→ **YOUR INSTRUCTIONS**: Look through the data below for the string "CreateVacation", and copy every line where it turns up.

→ **RECORDED DATA**:
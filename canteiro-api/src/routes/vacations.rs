/// Vacation request endpoints
///
/// - `GET|POST /v1/vacations` - List (filters: `employee_id`, `status`, `from`) / request
/// - `GET|PATCH|DELETE /v1/vacations/:id` - PATCH edits notes while still requested
/// - `POST /v1/vacations/:id/approve|reject|cancel`
///
/// Status rules: requested → approved | rejected | cancelled, approved → cancelled.
/// Overlap with another approved vacation is checked on request and again on approval.

use super::record_audit;
use crate::{
    app::AppState,
    error::{ApiError, ApiResult},
};
use axum::{
    extract::{Path, Query, State},
    http::StatusCode,
    Json,
};
use canteiro_shared::{
    auth::{
        authorization::{require_permission, ResourcePermission},
        middleware::AuthContext,
    },
    models::{
        vacation::{CreateVacation, UpdateVacation, Vacation, VacationFilter, VacationOutcome, VacationStatus},
        ListParams, Page,
    },
};
use serde_json::json;
use uuid::Uuid;
use validator::Validate;

fn saved(outcome: VacationOutcome) -> ApiResult<Vacation> {
    match outcome {
        VacationOutcome::Saved(vacation) => Ok(vacation),
        VacationOutcome::NotFound => Err(ApiError::not_found("Vacation")),
        VacationOutcome::UnknownEmployee => Err(ApiError::not_found("Employee")),
        VacationOutcome::InvalidTransition { from, to } => Err(ApiError::Conflict(format!(
            "Cannot move a vacation from {} to {}",
            from.as_str(),
            to.as_str()
        ))),
        VacationOutcome::Overlap => Err(ApiError::Conflict(
            "Period overlaps an approved vacation of this employee".to_string(),
        )),
    }
}

pub async fn list_vacations(
    State(state): State<AppState>,
    auth: AuthContext,
    Query(params): Query<ListParams>,
    Query(filter): Query<VacationFilter>,
) -> ApiResult<Json<Page<Vacation>>> {
    require_permission(&state.db, &auth, ResourcePermission::Read).await?;

    let page = params.page(Vacation::SORTABLE, "start_date")?;
    let vacations = Vacation::list(&state.db, auth.company_id, &filter, &page).await?;

    Ok(Json(vacations))
}

/// Request a vacation
///
/// # Errors
///
/// - `404 Not Found`: unknown employee
/// - `409 Conflict`: overlaps an approved vacation
/// - `422 Unprocessable Entity`: end before start, or longer than 30 days
pub async fn create_vacation(
    State(state): State<AppState>,
    auth: AuthContext,
    Json(req): Json<CreateVacation>,
) -> ApiResult<(StatusCode, Json<Vacation>)> {
    require_permission(&state.db, &auth, ResourcePermission::Write).await?;
    req.validate()?;

    let vacation = saved(Vacation::create(&state.db, auth.company_id, req).await?)?;

    record_audit(
        &state,
        &auth,
        "vacation.requested",
        "vacation",
        Some(vacation.id),
        json!({
            "employee_id": vacation.employee_id,
            "start_date": vacation.start_date,
            "end_date": vacation.end_date,
        }),
    )
    .await;

    Ok((StatusCode::CREATED, Json(vacation)))
}

pub async fn get_vacation(
    State(state): State<AppState>,
    auth: AuthContext,
    Path(id): Path<Uuid>,
) -> ApiResult<Json<Vacation>> {
    require_permission(&state.db, &auth, ResourcePermission::Read).await?;

    let vacation = Vacation::find_by_id(&state.db, auth.company_id, id)
        .await?
        .ok_or_else(|| ApiError::not_found("Vacation"))?;

    Ok(Json(vacation))
}

pub async fn update_vacation(
    State(state): State<AppState>,
    auth: AuthContext,
    Path(id): Path<Uuid>,
    Json(req): Json<UpdateVacation>,
) -> ApiResult<Json<Vacation>> {
    require_permission(&state.db, &auth, ResourcePermission::Write).await?;
    req.validate()?;

    if let Some(vacation) = Vacation::update_notes(&state.db, auth.company_id, id, req).await? {
        return Ok(Json(vacation));
    }

    // Nothing updated: tell a missing row apart from a decided one
    match Vacation::find_by_id(&state.db, auth.company_id, id).await? {
        None => Err(ApiError::not_found("Vacation")),
        Some(vacation) => Err(ApiError::Conflict(format!(
            "Vacation is already {}",
            vacation.status.as_str()
        ))),
    }
}

pub async fn delete_vacation(
    State(state): State<AppState>,
    auth: AuthContext,
    Path(id): Path<Uuid>,
) -> ApiResult<StatusCode> {
    require_permission(&state.db, &auth, ResourcePermission::Manage).await?;

    if !Vacation::delete(&state.db, auth.company_id, id).await? {
        return Err(ApiError::not_found("Vacation"));
    }

    record_audit(&state, &auth, "vacation.deleted", "vacation", Some(id), json!({})).await;

    Ok(StatusCode::NO_CONTENT)
}

async fn decide(
    state: &AppState,
    auth: &AuthContext,
    id: Uuid,
    to: VacationStatus,
    permission: ResourcePermission,
    action: &'static str,
) -> ApiResult<Json<Vacation>> {
    require_permission(&state.db, auth, permission).await?;

    let vacation = saved(Vacation::transition(&state.db, auth.company_id, id, to, auth.user_id).await?)?;

    tracing::info!(
        company_id = %auth.company_id,
        vacation_id = %id,
        status = to.as_str(),
        "Vacation status changed"
    );
    record_audit(
        state,
        auth,
        action,
        "vacation",
        Some(id),
        json!({ "employee_id": vacation.employee_id, "status": to.as_str() }),
    )
    .await;

    Ok(Json(vacation))
}

pub async fn approve_vacation(
    State(state): State<AppState>,
    auth: AuthContext,
    Path(id): Path<Uuid>,
) -> ApiResult<Json<Vacation>> {
    decide(&state, &auth, id, VacationStatus::Approved, ResourcePermission::Manage, "vacation.approved").await
}

pub async fn reject_vacation(
    State(state): State<AppState>,
    auth: AuthContext,
    Path(id): Path<Uuid>,
) -> ApiResult<Json<Vacation>> {
    decide(&state, &auth, id, VacationStatus::Rejected, ResourcePermission::Manage, "vacation.rejected").await
}

/// Members may withdraw a request; cancelling an approved vacation is the same call
pub async fn cancel_vacation(
    State(state): State<AppState>,
    auth: AuthContext,
    Path(id): Path<Uuid>,
) -> ApiResult<Json<Vacation>> {
    decide(&state, &auth, id, VacationStatus::Cancelled, ResourcePermission::Write, "vacation.cancelled").await
}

→ **ANSWER BOX**:
        vacation::{CreateVacation, UpdateVacation, Vacation, VacationFilter, VacationOutcome, VacationStatus},
    Json(req): Json<CreateVacation>,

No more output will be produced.